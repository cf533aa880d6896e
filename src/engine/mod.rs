//! Core engine: analyse fixtures, pick the accumulator, resolve results.

pub mod accumulator;
pub mod analyst;
pub mod enricher;
pub mod jobs;
pub mod matcher;
pub mod resolver;
pub mod scheduler;
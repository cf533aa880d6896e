//! API-Football client.
//!
//! API: `https://v3.football.api-sports.io/`
//! Auth: `x-apisports-key` header. Free tier: 100 req/day, which is why
//! quota exhaustion is detected explicitly and handed to the fallback
//! sources instead of being treated as a generic failure.

use anyhow::{Context, Result};
use async_trait::async_trait;
use chrono::{DateTime, NaiveDate, Utc};
use reqwest::Client;
use secrecy::{ExposeSecret, SecretString};
use serde::Deserialize;
use serde_json::Value;
use std::time::Duration;
use tracing::{debug, info, warn};

use super::{FixtureSource, ResultSource};
use crate::types::{AccaError, Fixture, MatchResult, MatchStatus};

pub const DEFAULT_BASE_URL: &str = "https://v3.football.api-sports.io";
const SOURCE_NAME: &str = "API-Football";

/// Maximum injuries reported per side.
const MAX_INJURIES: usize = 5;

// ---------------------------------------------------------------------------
// API types
// ---------------------------------------------------------------------------

#[derive(Debug, Deserialize)]
#[serde(bound(deserialize = "T: Deserialize<'de>"))]
struct Envelope<T> {
    /// `[]` when fine, otherwise an object or array describing the error.
    #[serde(default)]
    errors: Value,
    #[serde(default)]
    response: Vec<T>,
}

#[derive(Debug, Deserialize)]
struct FixtureItem {
    fixture: FixtureInfo,
    league: LeagueInfo,
    teams: TeamsInfo,
    #[serde(default)]
    goals: Goals,
}

#[derive(Debug, Deserialize)]
struct FixtureInfo {
    id: i64,
    date: String,
    #[serde(default)]
    venue: Option<VenueInfo>,
    #[serde(default)]
    status: Option<StatusInfo>,
}

#[derive(Debug, Deserialize)]
struct VenueInfo {
    #[serde(default)]
    name: Option<String>,
}

#[derive(Debug, Deserialize)]
struct StatusInfo {
    #[serde(default)]
    short: Option<String>,
}

#[derive(Debug, Deserialize)]
struct LeagueInfo {
    id: i64,
    name: String,
    #[serde(default)]
    season: Option<i32>,
}

#[derive(Debug, Deserialize)]
struct TeamsInfo {
    home: TeamInfo,
    away: TeamInfo,
}

#[derive(Debug, Deserialize)]
struct TeamInfo {
    #[serde(default)]
    id: Option<i64>,
    name: String,
}

#[derive(Debug, Default, Deserialize)]
struct Goals {
    #[serde(default)]
    home: Option<u32>,
    #[serde(default)]
    away: Option<u32>,
}

#[derive(Debug, Deserialize)]
struct InjuryItem {
    #[serde(default)]
    player: Option<InjuredPlayer>,
    #[serde(default)]
    team: Option<TeamInfo>,
}

#[derive(Debug, Deserialize)]
struct InjuredPlayer {
    #[serde(default)]
    name: Option<String>,
    #[serde(default)]
    reason: Option<String>,
}

// ---------------------------------------------------------------------------
// Response interpretation
// ---------------------------------------------------------------------------

/// The error payload, if it actually carries an error.
fn error_text(errors: &Value) -> Option<String> {
    match errors {
        Value::Null => None,
        Value::Array(a) if a.is_empty() => None,
        Value::Object(o) if o.is_empty() => None,
        Value::String(s) if s.is_empty() => None,
        other => Some(other.to_string()),
    }
}

/// Daily quota ("request limit") or per-minute throttle ("rateLimit").
fn is_quota_error(text: &str) -> bool {
    let t = text.to_lowercase();
    t.contains("request limit") || t.contains("ratelimit") || t.contains("rate limit")
}

fn to_fixture(item: FixtureItem, tracked: &[i64]) -> Option<Fixture> {
    if !tracked.contains(&item.league.id) {
        return None;
    }
    let kickoff = DateTime::parse_from_rfc3339(&item.fixture.date)
        .map(|d| d.with_timezone(&Utc))
        .map_err(|e| warn!(fixture_id = item.fixture.id, error = %e, "Unparseable kickoff"))
        .ok()?;
    let venue = item
        .fixture
        .venue
        .and_then(|v| v.name)
        .filter(|n| !n.trim().is_empty())
        .unwrap_or_else(|| "TBD".to_string());

    Some(Fixture {
        fixture_id: item.fixture.id,
        home_team: item.teams.home.name,
        away_team: item.teams.away.name,
        home_team_id: item.teams.home.id,
        away_team_id: item.teams.away.id,
        league_id: item.league.id,
        league_name: item.league.name,
        season: item.league.season,
        kickoff,
        venue,
    })
}

fn to_result(item: &FixtureItem) -> Option<MatchResult> {
    let (home_score, away_score) = (item.goals.home?, item.goals.away?);
    let status = item
        .fixture
        .status
        .as_ref()
        .and_then(|s| s.short.as_deref())
        .map(MatchStatus::from_code)
        .unwrap_or(MatchStatus::FullTime);
    Some(MatchResult {
        home_score,
        away_score,
        status,
        source: SOURCE_NAME.to_string(),
    })
}

// ---------------------------------------------------------------------------
// Client
// ---------------------------------------------------------------------------

pub struct ApiFootballClient {
    http: Client,
    api_key: SecretString,
    base_url: String,
    /// Tracked league ids; fixtures from other leagues are dropped.
    tracked_leagues: Vec<i64>,
}

impl ApiFootballClient {
    pub fn new(
        api_key: SecretString,
        base_url: Option<String>,
        tracked_leagues: Vec<i64>,
        timeout_secs: u64,
    ) -> Result<Self> {
        let http = Client::builder()
            .timeout(Duration::from_secs(timeout_secs))
            .user_agent("SmartAcca/0.1.0")
            .build()
            .context("Failed to build API-Football HTTP client")?;
        Ok(Self {
            http,
            api_key,
            base_url: base_url.unwrap_or_else(|| DEFAULT_BASE_URL.to_string()),
            tracked_leagues,
        })
    }

    async fn get<T: for<'de> Deserialize<'de>>(
        &self,
        path: &str,
        query: &[(&str, String)],
    ) -> Result<Envelope<T>> {
        let url = format!("{}/{path}", self.base_url);
        debug!(url = %url, ?query, "API-Football request");

        let response = self
            .http
            .get(&url)
            .header("x-apisports-key", self.api_key.expose_secret())
            .query(query)
            .send()
            .await
            .with_context(|| format!("API-Football request to /{path} failed"))?;

        let status = response.status();
        if !status.is_success() {
            return Err(AccaError::Http {
                source_name: SOURCE_NAME.to_string(),
                status: status.as_u16(),
            }
            .into());
        }

        let envelope: Envelope<T> = response
            .json()
            .await
            .with_context(|| format!("Failed to parse API-Football /{path} response"))?;

        if let Some(text) = error_text(&envelope.errors) {
            if is_quota_error(&text) {
                return Err(AccaError::QuotaExhausted {
                    source_name: SOURCE_NAME.to_string(),
                    message: text,
                }
                .into());
            }
            anyhow::bail!("API-Football /{path} error: {text}");
        }

        Ok(envelope)
    }

    /// Injuries reported for one side of a fixture, at most five.
    /// Needs both the fixture id and the team id; callers substitute a
    /// placeholder when either is missing.
    pub async fn injuries(&self, fixture_id: i64, team_id: i64) -> Result<Vec<String>> {
        let envelope: Envelope<InjuryItem> = self
            .get("injuries", &[("fixture", fixture_id.to_string())])
            .await?;

        let injuries: Vec<String> = envelope
            .response
            .into_iter()
            .filter(|i| i.team.as_ref().and_then(|t| t.id) == Some(team_id))
            .filter_map(|i| i.player)
            .map(|p| {
                format!(
                    "{} ({})",
                    p.name.unwrap_or_else(|| "Unknown".into()),
                    p.reason.unwrap_or_else(|| "Unknown injury".into())
                )
            })
            .take(MAX_INJURIES)
            .collect();

        Ok(injuries)
    }
}

#[async_trait]
impl FixtureSource for ApiFootballClient {
    async fn fixtures_for(&self, day: NaiveDate) -> Result<Vec<Fixture>> {
        let envelope: Envelope<FixtureItem> = self
            .get("fixtures", &[("date", day.format("%Y-%m-%d").to_string())])
            .await?;

        let total = envelope.response.len();
        let fixtures: Vec<Fixture> = envelope
            .response
            .into_iter()
            .filter_map(|item| to_fixture(item, &self.tracked_leagues))
            .collect();

        info!(%day, total, tracked = fixtures.len(), "Fixtures fetched");
        Ok(fixtures)
    }

    fn name(&self) -> &str {
        SOURCE_NAME
    }
}

#[async_trait]
impl ResultSource for ApiFootballClient {
    async fn try_resolve(&self, fixture: &Fixture) -> Result<Option<MatchResult>> {
        let envelope: Envelope<FixtureItem> = self
            .get("fixtures", &[("id", fixture.fixture_id.to_string())])
            .await?;

        Ok(envelope.response.first().and_then(to_result))
    }

    fn name(&self) -> &str {
        SOURCE_NAME
    }
}

// ---------------------------------------------------------------------------
// Tests
// ---------------------------------------------------------------------------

^^^^^^^^

What the task asks:
Find and copy each line of the data where "InjuryItem" is present.

Answer to this problem:
struct InjuryItem {
        let envelope: Envelope<InjuryItem> = self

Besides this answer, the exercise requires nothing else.